Evangelists and Preachers
Often the first representative a person may meet from a church is the evangelist. A person who serves as an evangelists plays a vital role in teaching the gospel. However, the words "evangelist", "preacher", and "minister" have been used differently by so many denominations, it has become necessary that we turn to the pages of the Bible to discover God's original purpose and design for this great work and service.
What Does an Evangelist Do?
The answer to this question is best explained by the apostle Paul, "Preach the Word!" (II Timothy 4:2-5). It is not to oversee and guide the church, which according to the Bible is the work of the elders. Preaching is the central work of "evangelists", "ministers", and "preachers". All of these references denote the same work, or role, but each describes a unique facet of the work involved. Examining the original meaning of these words will help us in better understanding the work of an evangelist.

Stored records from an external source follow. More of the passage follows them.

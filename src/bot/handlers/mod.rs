pub mod message;
pub mod poll_answer;

use std::sync::Arc;

use teloxide::{
    dispatching::{dialogue, UpdateHandler},
    prelude::*,
};

use crate::quiz::manager::QuizManager;
use crate::quiz::platform::ChatPlatform;
use crate::quiz::settings::ChatSettingsStore;
use crate::services::daily::DailyQuizService;

/// Shared handles the command and event handlers work with.
#[derive(Clone)]
pub struct BotDeps {
    pub manager: Arc<QuizManager>,
    pub platform: Arc<dyn ChatPlatform>,
    pub settings: Arc<ChatSettingsStore>,
    pub daily: Arc<DailyQuizService>,
}

pub struct BotHandler {
    pub deps: BotDeps,
}

impl BotHandler {
    pub fn new(deps: BotDeps) -> Self {
        Self { deps }
    }

    pub fn schema(&self) -> UpdateHandler<Box<dyn std::error::Error + Send + Sync + 'static>> {
        use teloxide::dispatching::UpdateFilterExt;

        let deps = self.deps.clone();
        let deps_poll = self.deps.clone();

        dialogue::enter::<Update, teloxide::dispatching::dialogue::InMemStorage<()>, (), _>()
            .branch(
                Update::filter_message()
                    .filter_command::<crate::bot::commands::Command>()
                    .endpoint(move |bot, msg, cmd| {
                        let deps = deps.clone();
                        async move {
                            message::command_handler(bot, msg, cmd, deps)
                                .await
                                .map_err(Into::into)
                        }
                    }),
            )
            .branch(Update::filter_poll_answer().endpoint(move |answer| {
                let deps = deps_poll.clone();
                async move {
                    poll_answer::poll_answer_handler(answer, deps)
                        .await
                        .map_err(Into::into)
                }
            }))
    }
}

First, the word "evangelist" comes from the Greek word, euaggelistes, which means a messenger of good news. The second word, translated "minister", is most often derived from diakonos, which means a general servant or helper. Finally, "preacher" refers to one who is a herald for a king, proclaiming the king's message. The original Greek word for "preacher" was kerux. All of these words describe anyone who serves Christ and the church by proclaiming, speaking, or teaching the gospel of Jesus Christ.

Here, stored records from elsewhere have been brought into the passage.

use std::collections::HashMap;
use std::sync::Arc;

use tokio::sync::Mutex;
use tokio_cron_scheduler::{Job, JobScheduler};
use uuid::Uuid;

use crate::quiz::error::QuizError;
use crate::quiz::manager::QuizManager;
use crate::quiz::platform::ChatPlatform;
use crate::quiz::session::SessionKind;
use crate::quiz::settings::ChatSettingsStore;

type ServiceResult<T> = Result<T, Box<dyn std::error::Error + Send + Sync>>;

/// Fires the daily quiz in every chat that enabled it.
///
/// One cron job per enabled chat; rescheduling a chat removes its previous
/// job first, so a settings change can never leave two triggers behind.
/// The job re-reads the chat's daily settings at fire time and skips when
/// they were disabled in the meantime.
pub struct DailyQuizService {
    scheduler: Mutex<JobScheduler>,
    manager: Arc<QuizManager>,
    platform: Arc<dyn ChatPlatform>,
    settings: Arc<ChatSettingsStore>,
    jobs: Mutex<HashMap<i64, Uuid>>,
}

impl DailyQuizService {
    pub async fn new(
        manager: Arc<QuizManager>,
        platform: Arc<dyn ChatPlatform>,
        settings: Arc<ChatSettingsStore>,
    ) -> ServiceResult<Self> {
        let scheduler = JobScheduler::new().await?;
        Ok(Self {
            scheduler: Mutex::new(scheduler),
            manager,
            platform,
            settings,
            jobs: Mutex::new(HashMap::new()),
        })
    }

    /// Schedules every chat with the daily quiz enabled and starts the
    /// underlying cron scheduler.
    pub async fn start(&self) -> ServiceResult<()> {
        let chats = self.settings.chats_with_daily_enabled();
        for chat_id in &chats {
            self.schedule_for_chat(*chat_id).await?;
        }
        self.scheduler.lock().await.start().await?;
        tracing::info!("Daily quiz service started ({} chats scheduled)", chats.len());
        Ok(())
    }

    /// (Re)schedules one chat from its current daily settings. Removes any
    /// previous job for the chat; when the daily quiz is disabled, removal
    /// is all that happens.
    pub async fn schedule_for_chat(&self, chat_id: i64) -> ServiceResult<()> {
        if let Some(old_job) = self.jobs.lock().await.remove(&chat_id) {
            self.scheduler.lock().await.remove(&old_job).await?;
            tracing::debug!("Removed previous daily quiz job for chat {}", chat_id);
        }

        let daily = self.settings.daily(chat_id);
        if !daily.enabled {
            tracing::info!("Daily quiz disabled for chat {}; nothing scheduled", chat_id);
            return Ok(());
        }

        let cron = format!("0 {} {} * * *", daily.minute, daily.hour);
        let manager = Arc::clone(&self.manager);
        let platform = Arc::clone(&self.platform);
        let settings = Arc::clone(&self.settings);

        let job = Job::new_async(cron.as_str(), move |_uuid, _l| {
            let manager = Arc::clone(&manager);
            let platform = Arc::clone(&platform);
            let settings = Arc::clone(&settings);
            Box::pin(async move {
                run_daily_quiz(manager, platform, settings, chat_id).await;
            })
        })?;

        let job_id = self.scheduler.lock().await.add(job).await?;
        self.jobs.lock().await.insert(chat_id, job_id);
        tracing::info!(
            "Daily quiz for chat {} scheduled at {:02}:{:02} UTC",
            chat_id,
            daily.hour,
            daily.minute
        );
        Ok(())
    }

    pub async fn stop(&self) -> ServiceResult<()> {
        self.scheduler.lock().await.shutdown().await?;
        Ok(())
    }
}

async fn run_daily_quiz(
    manager: Arc<QuizManager>,
    platform: Arc<dyn ChatPlatform>,
    settings: Arc<ChatSettingsStore>,
    chat_id: i64,
) {
    let daily = settings.daily(chat_id);
    if !daily.enabled {
        tracing::info!("Daily quiz for chat {} fired but is disabled; skipping", chat_id);
        return;
    }

    let config = settings.daily_config(chat_id);
    match manager
        .create_and_start(chat_id, None, config, SessionKind::Daily)
        .await
    {
        Ok(()) => tracing::info!("Daily quiz started in chat {}", chat_id),
        Err(QuizError::ConcurrentSession(_)) => {
            tracing::warn!(
                "Daily quiz for chat {} skipped: another quiz is running",
                chat_id
            );
            if let Err(e) = platform
                .send_message(chat_id, "The daily quiz was skipped: a quiz is already running.")
                .await
            {
                tracing::debug!("Chat {}: skip notice failed: {}", chat_id, e);
            }
        }
        Err(e) => tracing::error!("Daily quiz for chat {} failed to start: {}", chat_id, e),
    }
}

The best source of information for detailing the work of an evangelist is contained in the New Testament letters addressed to evangelists, which are Titus, I Timothy, and II Timothy. Each of these were written by the apostle Paul to evangelists, instructing them how to properly perform the work of a preacher. In these letters, Paul, who speaks of himself as a preacher (I Timothy 2:7), commands these evangelists:
"If you instruct the brethren in these things, you will be a good minister of Jesus Christ, nourished in the words of faith and of the good doctrine which you have carefully followed." ... "These things command and teach. ... be an example to the believers in word, in conduct, in love, in spirit, in faith, in purity. Till I come, give attention to reading, to exhortation, to doctrine." ... "Meditate on these things; give yourself entirely to them, that your progress may be evident to all. Take heed to yourself and to the doctrine. Continue in them, for in doing this you will save both yourself and those who hear you." I Timothy 4:6, 11-16
From these verses, we can learn that one of the primary responsibilities of an evangelist is studying and meditating upon God's Word (II Timothy 2:15; 3:15-17). It is from the Bible that he proclaims and "commands" God's will, and by "speaking as the oracles of God" (I Peter 4:11) , a preacher's words bind people, not of his own authority, but because they are God's words, carrying His authority. However, Christians are not asked to blindly follow their preacher, but we should instead be like the Bereans who were commended for double-checking the words of the apostle Paul against the Old Testament scriptures.
How Can I become an Evangelist?
In a general sense, anyone who performs this work could be spoken of as an evangelist or preacher. However, the Bible more often use these words to describe someone who has given up secular work and devoted their profession to that of proclaiming and teaching the gospel. It is in this sense that the apostle Paul spoke:
"If we have sown spiritual things for you, is it a great thing if we reap your material things? If others are partakers of this right over you, are we not even more?" ... Even so the Lord has commanded that those who preach the gospel should live from the gospel." I Corinthians 9:11-12, 14
When we read through the Scriptures, we find several examples of the apostle Paul, accepting funds from churches to support his preaching of the gospel (Philippians 4:14-16). However, we find that he sometimes preached free of charge, either working himself or being supported by other congregations, whenever it was more expedient and beneficial for the effectiveness of the gospel (I Corinthians 9:14-23; II Corinthians 11:7-9).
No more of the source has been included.